* EXERCISE AIM *
Search the material below for the word "carries". Copy every line where it is found.

* ENTRIES SUPPLIED *

- Opening Delimiter -

use crate::api::RefinedState;
use crate::stream::{UpdatePayload, WorkflowEvent};

use super::state::{ActiveTab, Message, Role, WorkflowSnapshot, WorkflowStatus};

/// Error text shown when a stream drops or carries garbage.
pub const CONNECTION_LOST: &str = "Connection lost";

/// The effect of applying one input to a snapshot.
#[derive(Debug, Clone, PartialEq)]
pub enum Transition {
    /// Absorbed without a status change.
    Stay,
    /// Moved to another phase within the turn.
    Phase(WorkflowStatus),
    /// The turn ended; carries the status the workflow settled in.
    TurnEnded(WorkflowStatus),
    /// The turn or request failed with the given message.
    Failed(String),
}

/// Pure transition rules for a [`WorkflowSnapshot`].
///
/// Every method mutates the snapshot in place and never performs I/O, so the
/// store can apply them under its publish step and tests can drive them
/// directly.
pub struct WorkflowMachine;

impl WorkflowMachine {
    /// Begin a fresh workflow. The transcript always restarts with the input.
    pub fn start(s: &mut WorkflowSnapshot, input: &str) {
        s.messages = vec![Message::user(input)];
        s.streaming_buffer.clear();
        s.error = None;
        s.status = WorkflowStatus::Clarifying;
        s.is_streaming = true;
    }

    /// Begin a continuation turn with the user's answer.
    pub fn answer(s: &mut WorkflowSnapshot, answer: &str) {
        s.messages.push(Message::user(answer));
        s.streaming_buffer.clear();
        s.error = None;
        s.status = WorkflowStatus::Clarifying;
        s.is_streaming = true;
    }

    /// Reconcile one stream event.
    pub fn apply(s: &mut WorkflowSnapshot, event: WorkflowEvent) -> Transition {
        match event {
            WorkflowEvent::Metadata { thread_id } => {
                s.thread_id = Some(thread_id);
                Transition::Stay
            }
            WorkflowEvent::Token { content } => {
                s.streaming_buffer.push_str(&content);
                Transition::Stay
            }
            WorkflowEvent::Status { status } => {
                let next = WorkflowStatus::from_server_phase(&status);
                s.status = next;
                Transition::Phase(next)
            }
            WorkflowEvent::Update(payload) => Self::end_turn(s, payload),
            WorkflowEvent::Error { detail } => Self::fail(s, detail),
        }
    }

    fn end_turn(s: &mut WorkflowSnapshot, payload: UpdatePayload) -> Transition {
        let completed = payload.is_completed();
        let UpdatePayload {
            message,
            questions,
            variants,
            evaluations,
            ..
        } = payload;

        if !s.streaming_buffer.is_empty() {
            let content = std::mem::take(&mut s.streaming_buffer);
            s.messages.push(Message::assistant(content));
        } else if let Some(message) = message.filter(|m| !m.is_empty()) {
            // Some turns produce no tokens at all; the final message stands in.
            if s.last_message().map(|m| m.role) != Some(Role::Assistant) {
                s.messages.push(Message::assistant(message));
            }
        }

        if let Some(variants) = variants {
            s.variants = variants;
        }
        if let Some(evaluations) = evaluations {
            s.evaluations = evaluations;
        }
        if let Some(questions) = questions {
            s.questions = questions;
        }

        s.is_streaming = false;
        if completed {
            s.status = WorkflowStatus::Completed;
            s.active_tab = ActiveTab::Arena;
        } else {
            s.status = WorkflowStatus::Clarifying;
        }
        Transition::TurnEnded(s.status)
    }

    /// Record a failure of the current turn.
    pub fn fail(s: &mut WorkflowSnapshot, detail: impl Into<String>) -> Transition {
        let detail = detail.into();
        s.error = Some(detail.clone());
        s.status = WorkflowStatus::Error;
        s.is_streaming = false;
        Transition::Failed(detail)
    }

    /// The stream ended without failing.
    pub fn stream_closed(s: &mut WorkflowSnapshot) {
        s.is_streaming = false;
    }

    /// Replace one variant's content. Returns false when `index` is out of range.
    pub fn update_variant(s: &mut WorkflowSnapshot, index: usize, content: String) -> bool {
        match s.variants.get_mut(index) {
            Some(variant) => {
                variant.content = content;
                true
            }
            None => false,
        }
    }

    pub fn begin_test(s: &mut WorkflowSnapshot) {
        s.is_testing = true;
    }

    pub fn test_succeeded(s: &mut WorkflowSnapshot, variant_id: String, output: String) {
        s.test_results.insert(variant_id, output);
        s.is_testing = false;
    }

    pub fn test_failed(s: &mut WorkflowSnapshot, detail: String) {
        s.error = Some(detail);
        s.is_testing = false;
    }

    pub fn begin_refine(s: &mut WorkflowSnapshot) {
        s.is_refining = true;
        s.status = WorkflowStatus::Generating;
    }

    /// Install the server's refined set wholesale.
    pub fn refine_succeeded(s: &mut WorkflowSnapshot, refined: RefinedState) -> Transition {
        s.variants = refined.generated_variants;
        s.evaluations = refined.evaluations;
        s.status = WorkflowStatus::Completed;
        s.is_refining = false;
        Transition::TurnEnded(WorkflowStatus::Completed)
    }

    pub fn refine_failed(s: &mut WorkflowSnapshot, detail: String) -> Transition {
        s.is_refining = false;
        Self::fail(s, detail)
    }
}

#[cfg(test)]
mod tests {
    use super::*;
    use crate::api::Variant;

    fn token(content: &str) -> WorkflowEvent {
        WorkflowEvent::Token {
            content: content.into(),
        }
    }

    fn update(status: &str) -> UpdatePayload {
        UpdatePayload {
            status: status.into(),
            message: None,
            questions: None,
            variants: None,
            evaluations: None,
        }
    }

    fn variant(title: &str, content: &str) -> Variant {
        Variant {
            title: title.into(),
            content: content.into(),
            model_used: None,
            evaluation: None,
        }
    }

    fn clarifying_snapshot() -> WorkflowSnapshot {
        let mut s = WorkflowSnapshot::default();
        WorkflowMachine::start(&mut s, "Write a support bot prompt");
        s
    }

    #[test]
    fn committed_message_is_token_concatenation() {
        let sequences: &[&[&str]] = &[
            &["a"],
            &["Sure", ", tell me ", "more."],
            &["", "x", "", "y"],
            &["multi\nline", " ✓ ", "unicode"],
        ];
        for tokens in sequences {
            let mut s = clarifying_snapshot();
            for t in *tokens {
                WorkflowMachine::apply(&mut s, token(t));
            }
            WorkflowMachine::apply(&mut s, WorkflowEvent::Update(update("clarifying")));

            let expected: String = tokens.concat();
            if expected.is_empty() {
                assert_eq!(s.messages.len(), 1);
            } else {
                assert_eq!(s.messages.last(), Some(&Message::assistant(expected)));
            }
            assert!(s.streaming_buffer.is_empty());
        }
    }

    #[test]
    fn start_resets_transcript_from_any_state() {
        let mut s = clarifying_snapshot();
        WorkflowMachine::apply(&mut s, token("partial"));
        WorkflowMachine::fail(&mut s, "boom");
        s.messages.push(Message::assistant("old"));

        WorkflowMachine::start(&mut s, "New idea");

        assert_eq!(s.messages, vec![Message::user("New idea")]);
        assert_eq!(s.status, WorkflowStatus::Clarifying);
        assert!(s.streaming_buffer.is_empty());
        assert!(s.error.is_none());
    }

    #[test]
    fn clarification_turn_scenario() {
        let mut s = clarifying_snapshot();

        let events = vec![
            WorkflowEvent::Metadata {
                thread_id: "t1".into(),
            },
            token("Sure"),
            token(", tell me more."),
            WorkflowEvent::Update(update("clarifying")),
        ];
        let transitions: Vec<Transition> = events
            .into_iter()
            .map(|e| WorkflowMachine::apply(&mut s, e))
            .collect();

        assert_eq!(
            transitions.last(),
            Some(&Transition::TurnEnded(WorkflowStatus::Clarifying))
        );
        assert_eq!(s.status, WorkflowStatus::Clarifying);
        assert_eq!(s.thread_id.as_deref(), Some("t1"));
        assert_eq!(
            s.messages,
            vec![
                Message::user("Write a support bot prompt"),
                Message::assistant("Sure, tell me more."),
            ]
        );
        assert!(s.streaming_buffer.is_empty());
        assert!(!s.is_streaming);
    }

    #[test]
    fn completion_turn_scenario() {
        let mut s = clarifying_snapshot();
        WorkflowMachine::apply(
            &mut s,
            WorkflowEvent::Metadata {
                thread_id: "t1".into(),
            },
        );
        WorkflowMachine::apply(&mut s, WorkflowEvent::Update(update("clarifying")));
        WorkflowMachine::answer(&mut s, "for refund requests");

        let t = WorkflowMachine::apply(
            &mut s,
            WorkflowEvent::Status {
                status: "generate".into(),
            },
        );
        assert_eq!(t, Transition::Phase(WorkflowStatus::Generating));
        assert_eq!(s.status, WorkflowStatus::Generating);

        let mut payload = update("completed");
        payload.variants = Some(vec![
            variant("A", "one"),
            variant("B", "two"),
            variant("C", "three"),
        ]);
        payload.evaluations = Some(
            [("A".to_string(), serde_json::json!({"clarity": 8}))]
                .into_iter()
                .collect(),
        );
        WorkflowMachine::apply(&mut s, WorkflowEvent::Update(payload));

        assert_eq!(s.status, WorkflowStatus::Completed);
        assert_eq!(s.active_tab, ActiveTab::Arena);
        assert_eq!(s.variants.len(), 3);
        assert_eq!(s.evaluations["A"]["clarity"], 8);
    }

    #[test]
    fn status_events_never_touch_transcript() {
        let mut s = clarifying_snapshot();
        WorkflowMachine::apply(&mut s, token("half"));
        for label in ["generate", "evaluate", "clarify", "weird"] {
            WorkflowMachine::apply(
                &mut s,
                WorkflowEvent::Status {
                    status: label.into(),
                },
            );
        }
        assert_eq!(s.messages.len(), 1);
        assert_eq!(s.streaming_buffer, "half");
        assert_eq!(s.status, WorkflowStatus::Clarifying);
    }

    #[test]
    fn fallback_message_used_when_no_tokens() {
        let mut s = clarifying_snapshot();
        let mut payload = update("clarifying");
        payload.message = Some("Who is the audience?".into());
        WorkflowMachine::apply(&mut s, WorkflowEvent::Update(payload));

        assert_eq!(
            s.messages.last(),
            Some(&Message::assistant("Who is the audience?"))
        );
    }

    #[test]
    fn fallback_message_skipped_after_assistant_entry() {
        let mut s = clarifying_snapshot();
        s.messages.push(Message::assistant("Already said"));
        let mut payload = update("clarifying");
        payload.message = Some("Said again".into());
        WorkflowMachine::apply(&mut s, WorkflowEvent::Update(payload));

        assert_eq!(s.messages.len(), 2);
        assert_eq!(s.messages[1].content, "Already said");
    }

    #[test]
    fn streamed_tokens_win_over_fallback_message() {
        let mut s = clarifying_snapshot();
        WorkflowMachine::apply(&mut s, token("streamed"));
        let mut payload = update("clarifying");
        payload.message = Some("final".into());
        WorkflowMachine::apply(&mut s, WorkflowEvent::Update(payload));

        assert_eq!(s.messages.len(), 2);
        assert_eq!(s.messages[1], Message::assistant("streamed"));
    }

    #[test]
    fn partial_update_keeps_prior_results() {
        let mut s = clarifying_snapshot();
        s.variants = vec![variant("A", "kept")];
        s.questions = vec!["q1".into()];

        WorkflowMachine::apply(&mut s, WorkflowEvent::Update(update("clarifying")));

        assert_eq!(s.variants, vec![variant("A", "kept")]);
        assert_eq!(s.questions, vec!["q1".to_string()]);
    }

    #[test]
    fn error_event_moves_to_error() {
        let mut s = clarifying_snapshot();
        let t = WorkflowMachine::apply(
            &mut s,
            WorkflowEvent::Error {
                detail: "LLM quota exceeded".into(),
            },
        );
        assert_eq!(t, Transition::Failed("LLM quota exceeded".into()));
        assert_eq!(s.status, WorkflowStatus::Error);
        assert_eq!(s.error.as_deref(), Some("LLM quota exceeded"));
        assert!(!s.is_streaming);
    }

    #[test]
    fn update_variant_touches_only_target() {
        let mut s = WorkflowSnapshot::default();
        s.variants = vec![variant("A", "one"), variant("B", "two"), variant("C", "three")];
        let before = s.variants.clone();

        assert!(WorkflowMachine::update_variant(&mut s, 1, "edited".into()));

        assert_eq!(s.variants[0], before[0]);
        assert_eq!(s.variants[2], before[2]);
        assert_eq!(s.variants[1].content, "edited");
        assert_eq!(s.variants[1].title, "B");
    }

    #[test]
    fn update_variant_out_of_range_is_noop() {
        let mut s = WorkflowSnapshot::default();
        s.variants = vec![variant("A", "one")];
        let before = s.clone();

        assert!(!WorkflowMachine::update_variant(&mut s, 5, "nope".into()));
        assert_eq!(s, before);
    }

    #[test]
    fn refine_success_replaces_results() {
        let mut s = WorkflowSnapshot::default();
        s.status = WorkflowStatus::Completed;
        s.variants = vec![variant("A", "old"), variant("B", "old")];

        WorkflowMachine::begin_refine(&mut s);
        assert!(s.is_refining);
        assert_eq!(s.status, WorkflowStatus::Generating);

        let t = WorkflowMachine::refine_succeeded(
            &mut s,
            RefinedState {
                generated_variants: vec![variant("A", "new")],
                evaluations: Default::default(),
            },
        );
        assert_eq!(t, Transition::TurnEnded(WorkflowStatus::Completed));
        assert_eq!(s.variants, vec![variant("A", "new")]);
        assert!(!s.is_refining);
        assert_eq!(s.status, WorkflowStatus::Completed);
    }

    #[test]
    fn refine_failure_moves_to_error() {
        let mut s = WorkflowSnapshot::default();
        s.status = WorkflowStatus::Completed;
        WorkflowMachine::begin_refine(&mut s);
        WorkflowMachine::refine_failed(&mut s, "API error (status 500): boom".into());

        assert!(!s.is_refining);
        assert_eq!(s.status, WorkflowStatus::Error);
        assert_eq!(s.error.as_deref(), Some("API error (status 500): boom"));
    }

    #[test]
    fn test_failure_leaves_results_untouched() {
        let mut s = WorkflowSnapshot::default();
        s.test_results.insert("v0".into(), "earlier".into());

        WorkflowMachine::begin_test(&mut s);
        assert!(s.is_testing);
        WorkflowMachine::test_failed(&mut s, "rejected".into());

        assert!(!s.is_testing);
        assert_eq!(s.error.as_deref(), Some("rejected"));
        assert_eq!(s.test_results.len(), 1);
        assert!(!s.test_results.contains_key("v1"));
    }
}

- Closing Delimiter -

* WRITTEN RESPONSE *
/// Error text shown when a stream drops or carries garbage.
    /// The turn ended; carries the status the workflow settled in.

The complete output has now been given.